Required work: Keep only the lines of the data below that contain "VoteCounts", and copy them.

Exercise input:
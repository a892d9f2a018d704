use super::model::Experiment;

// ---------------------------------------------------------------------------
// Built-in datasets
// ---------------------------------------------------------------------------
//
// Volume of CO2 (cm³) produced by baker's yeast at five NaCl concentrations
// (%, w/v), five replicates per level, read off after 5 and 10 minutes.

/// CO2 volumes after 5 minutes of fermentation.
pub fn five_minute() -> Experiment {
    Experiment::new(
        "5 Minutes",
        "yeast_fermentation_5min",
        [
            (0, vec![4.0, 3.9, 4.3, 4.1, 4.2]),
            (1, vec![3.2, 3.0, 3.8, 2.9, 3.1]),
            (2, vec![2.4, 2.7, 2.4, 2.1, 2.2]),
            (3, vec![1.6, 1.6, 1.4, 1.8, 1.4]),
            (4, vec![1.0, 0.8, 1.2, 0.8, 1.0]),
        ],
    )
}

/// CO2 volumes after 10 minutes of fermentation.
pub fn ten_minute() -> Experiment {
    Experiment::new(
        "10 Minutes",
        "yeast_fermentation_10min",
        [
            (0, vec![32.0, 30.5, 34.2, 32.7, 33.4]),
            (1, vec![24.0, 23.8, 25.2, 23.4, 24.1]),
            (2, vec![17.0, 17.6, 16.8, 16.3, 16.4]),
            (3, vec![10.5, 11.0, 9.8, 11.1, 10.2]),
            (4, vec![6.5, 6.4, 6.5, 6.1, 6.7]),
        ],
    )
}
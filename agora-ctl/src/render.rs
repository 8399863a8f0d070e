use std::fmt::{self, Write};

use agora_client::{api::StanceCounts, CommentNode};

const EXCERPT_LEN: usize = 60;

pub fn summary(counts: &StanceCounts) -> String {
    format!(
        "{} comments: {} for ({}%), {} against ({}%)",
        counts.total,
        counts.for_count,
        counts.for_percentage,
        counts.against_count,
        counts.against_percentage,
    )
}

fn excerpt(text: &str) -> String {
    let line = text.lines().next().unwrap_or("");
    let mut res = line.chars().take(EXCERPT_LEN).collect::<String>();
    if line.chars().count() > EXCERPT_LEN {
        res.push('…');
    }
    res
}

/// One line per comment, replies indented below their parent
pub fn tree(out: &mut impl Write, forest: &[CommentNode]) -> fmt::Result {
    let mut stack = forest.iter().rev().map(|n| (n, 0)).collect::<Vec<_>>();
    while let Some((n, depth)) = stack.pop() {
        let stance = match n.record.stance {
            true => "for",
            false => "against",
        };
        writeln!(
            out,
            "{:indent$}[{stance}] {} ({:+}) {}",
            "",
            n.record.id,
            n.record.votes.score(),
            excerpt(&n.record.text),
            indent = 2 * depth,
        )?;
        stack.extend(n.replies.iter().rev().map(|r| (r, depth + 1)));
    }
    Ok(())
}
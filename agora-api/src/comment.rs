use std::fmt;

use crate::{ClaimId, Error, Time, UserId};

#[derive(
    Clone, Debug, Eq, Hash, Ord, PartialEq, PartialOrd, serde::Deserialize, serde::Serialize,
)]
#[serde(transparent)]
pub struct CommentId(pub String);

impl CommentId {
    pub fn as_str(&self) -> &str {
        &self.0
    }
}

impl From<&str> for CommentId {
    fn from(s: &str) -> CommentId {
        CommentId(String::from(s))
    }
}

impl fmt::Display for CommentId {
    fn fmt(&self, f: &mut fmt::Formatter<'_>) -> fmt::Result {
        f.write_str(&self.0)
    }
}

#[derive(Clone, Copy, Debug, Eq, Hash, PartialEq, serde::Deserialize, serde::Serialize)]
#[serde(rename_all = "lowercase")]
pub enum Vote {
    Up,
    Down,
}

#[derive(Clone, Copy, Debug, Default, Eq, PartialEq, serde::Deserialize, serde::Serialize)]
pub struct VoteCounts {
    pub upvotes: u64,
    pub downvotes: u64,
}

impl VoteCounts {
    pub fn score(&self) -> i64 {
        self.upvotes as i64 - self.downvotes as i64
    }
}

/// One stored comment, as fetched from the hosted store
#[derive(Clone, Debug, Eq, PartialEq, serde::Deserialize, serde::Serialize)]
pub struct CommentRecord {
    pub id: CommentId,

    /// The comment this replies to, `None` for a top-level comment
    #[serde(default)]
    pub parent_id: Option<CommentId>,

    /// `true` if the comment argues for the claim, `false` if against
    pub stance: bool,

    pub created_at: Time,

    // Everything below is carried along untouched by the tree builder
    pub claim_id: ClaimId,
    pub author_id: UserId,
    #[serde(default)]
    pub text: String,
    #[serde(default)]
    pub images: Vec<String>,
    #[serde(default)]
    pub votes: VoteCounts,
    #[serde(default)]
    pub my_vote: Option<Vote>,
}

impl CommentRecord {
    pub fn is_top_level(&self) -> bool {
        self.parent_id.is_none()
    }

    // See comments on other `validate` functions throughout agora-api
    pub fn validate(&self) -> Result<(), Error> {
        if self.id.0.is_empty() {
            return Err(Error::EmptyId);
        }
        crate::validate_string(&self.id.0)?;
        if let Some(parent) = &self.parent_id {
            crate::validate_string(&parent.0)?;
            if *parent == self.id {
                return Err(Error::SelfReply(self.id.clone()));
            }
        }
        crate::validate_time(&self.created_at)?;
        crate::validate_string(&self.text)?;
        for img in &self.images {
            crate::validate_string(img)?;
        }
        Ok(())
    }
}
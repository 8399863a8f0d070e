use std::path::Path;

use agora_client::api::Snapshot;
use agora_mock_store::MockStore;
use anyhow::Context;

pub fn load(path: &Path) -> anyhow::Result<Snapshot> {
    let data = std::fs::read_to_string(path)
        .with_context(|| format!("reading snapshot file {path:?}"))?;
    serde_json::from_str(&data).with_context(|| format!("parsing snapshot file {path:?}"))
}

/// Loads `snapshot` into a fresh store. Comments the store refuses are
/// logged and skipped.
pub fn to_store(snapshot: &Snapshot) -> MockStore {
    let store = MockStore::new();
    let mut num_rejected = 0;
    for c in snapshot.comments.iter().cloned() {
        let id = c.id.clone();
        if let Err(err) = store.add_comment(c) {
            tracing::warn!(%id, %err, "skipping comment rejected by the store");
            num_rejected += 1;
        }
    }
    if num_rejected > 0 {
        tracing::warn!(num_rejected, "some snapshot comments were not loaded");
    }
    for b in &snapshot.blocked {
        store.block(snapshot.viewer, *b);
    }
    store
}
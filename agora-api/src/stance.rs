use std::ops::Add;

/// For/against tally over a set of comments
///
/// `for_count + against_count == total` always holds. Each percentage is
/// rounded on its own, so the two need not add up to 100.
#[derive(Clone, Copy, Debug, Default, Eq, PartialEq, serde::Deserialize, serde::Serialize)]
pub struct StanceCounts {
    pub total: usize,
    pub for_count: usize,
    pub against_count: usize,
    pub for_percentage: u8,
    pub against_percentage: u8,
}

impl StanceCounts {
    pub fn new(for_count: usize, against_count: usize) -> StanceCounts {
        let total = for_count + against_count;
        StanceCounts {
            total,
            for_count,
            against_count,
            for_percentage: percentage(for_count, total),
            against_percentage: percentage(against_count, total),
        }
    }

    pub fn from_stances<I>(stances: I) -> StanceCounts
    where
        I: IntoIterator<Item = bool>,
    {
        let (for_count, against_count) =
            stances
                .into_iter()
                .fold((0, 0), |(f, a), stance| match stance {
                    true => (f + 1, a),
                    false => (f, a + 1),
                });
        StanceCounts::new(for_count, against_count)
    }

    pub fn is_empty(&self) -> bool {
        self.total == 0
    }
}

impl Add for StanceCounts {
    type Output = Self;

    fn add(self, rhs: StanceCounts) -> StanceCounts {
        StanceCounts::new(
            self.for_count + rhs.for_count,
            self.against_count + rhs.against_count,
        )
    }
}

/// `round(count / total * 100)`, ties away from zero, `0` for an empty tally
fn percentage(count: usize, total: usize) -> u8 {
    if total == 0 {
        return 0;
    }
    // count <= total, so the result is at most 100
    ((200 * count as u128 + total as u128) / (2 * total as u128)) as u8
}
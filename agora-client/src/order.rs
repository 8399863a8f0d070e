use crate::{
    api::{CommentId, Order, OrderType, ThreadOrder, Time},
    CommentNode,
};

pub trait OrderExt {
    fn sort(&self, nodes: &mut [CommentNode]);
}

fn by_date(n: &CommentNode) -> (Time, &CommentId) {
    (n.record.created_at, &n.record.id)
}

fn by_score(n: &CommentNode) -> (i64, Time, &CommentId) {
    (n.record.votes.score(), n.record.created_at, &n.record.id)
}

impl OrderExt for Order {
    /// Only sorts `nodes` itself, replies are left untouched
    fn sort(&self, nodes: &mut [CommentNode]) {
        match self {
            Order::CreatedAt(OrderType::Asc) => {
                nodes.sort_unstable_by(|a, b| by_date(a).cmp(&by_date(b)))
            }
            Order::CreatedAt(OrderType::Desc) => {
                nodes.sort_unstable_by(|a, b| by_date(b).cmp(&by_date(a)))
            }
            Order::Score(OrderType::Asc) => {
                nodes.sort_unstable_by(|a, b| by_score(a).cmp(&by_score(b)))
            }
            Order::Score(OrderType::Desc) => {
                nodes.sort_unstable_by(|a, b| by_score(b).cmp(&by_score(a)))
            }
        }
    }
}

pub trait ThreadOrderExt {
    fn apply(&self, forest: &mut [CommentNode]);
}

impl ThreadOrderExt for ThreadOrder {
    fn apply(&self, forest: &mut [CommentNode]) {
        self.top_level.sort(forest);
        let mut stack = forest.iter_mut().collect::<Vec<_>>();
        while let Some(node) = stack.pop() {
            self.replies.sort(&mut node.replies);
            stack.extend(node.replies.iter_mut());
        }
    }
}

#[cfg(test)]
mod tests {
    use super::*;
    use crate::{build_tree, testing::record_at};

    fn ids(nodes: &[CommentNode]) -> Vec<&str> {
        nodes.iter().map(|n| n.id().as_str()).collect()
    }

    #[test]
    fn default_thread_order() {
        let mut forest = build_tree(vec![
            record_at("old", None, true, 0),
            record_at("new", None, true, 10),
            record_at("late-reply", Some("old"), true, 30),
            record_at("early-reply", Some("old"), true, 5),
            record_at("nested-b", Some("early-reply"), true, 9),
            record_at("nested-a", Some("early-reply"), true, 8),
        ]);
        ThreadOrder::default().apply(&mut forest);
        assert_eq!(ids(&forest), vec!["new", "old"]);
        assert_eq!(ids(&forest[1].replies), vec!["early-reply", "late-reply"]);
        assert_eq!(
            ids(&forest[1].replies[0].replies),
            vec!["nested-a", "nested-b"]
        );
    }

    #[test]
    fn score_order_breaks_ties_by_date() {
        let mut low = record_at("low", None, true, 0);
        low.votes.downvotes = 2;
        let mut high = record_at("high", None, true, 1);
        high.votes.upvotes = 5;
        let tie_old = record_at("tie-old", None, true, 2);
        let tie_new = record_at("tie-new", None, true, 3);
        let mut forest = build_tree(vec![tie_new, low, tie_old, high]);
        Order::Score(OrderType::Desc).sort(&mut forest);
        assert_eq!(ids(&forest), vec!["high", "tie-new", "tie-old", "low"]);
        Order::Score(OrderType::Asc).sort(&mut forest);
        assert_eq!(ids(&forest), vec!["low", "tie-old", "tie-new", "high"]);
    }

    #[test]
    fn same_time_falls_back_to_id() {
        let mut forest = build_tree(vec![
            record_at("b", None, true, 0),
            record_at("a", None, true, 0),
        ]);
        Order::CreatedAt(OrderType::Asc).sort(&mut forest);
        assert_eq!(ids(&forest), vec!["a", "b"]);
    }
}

Task solution:
pub struct VoteCounts {
impl VoteCounts {
    pub votes: VoteCounts,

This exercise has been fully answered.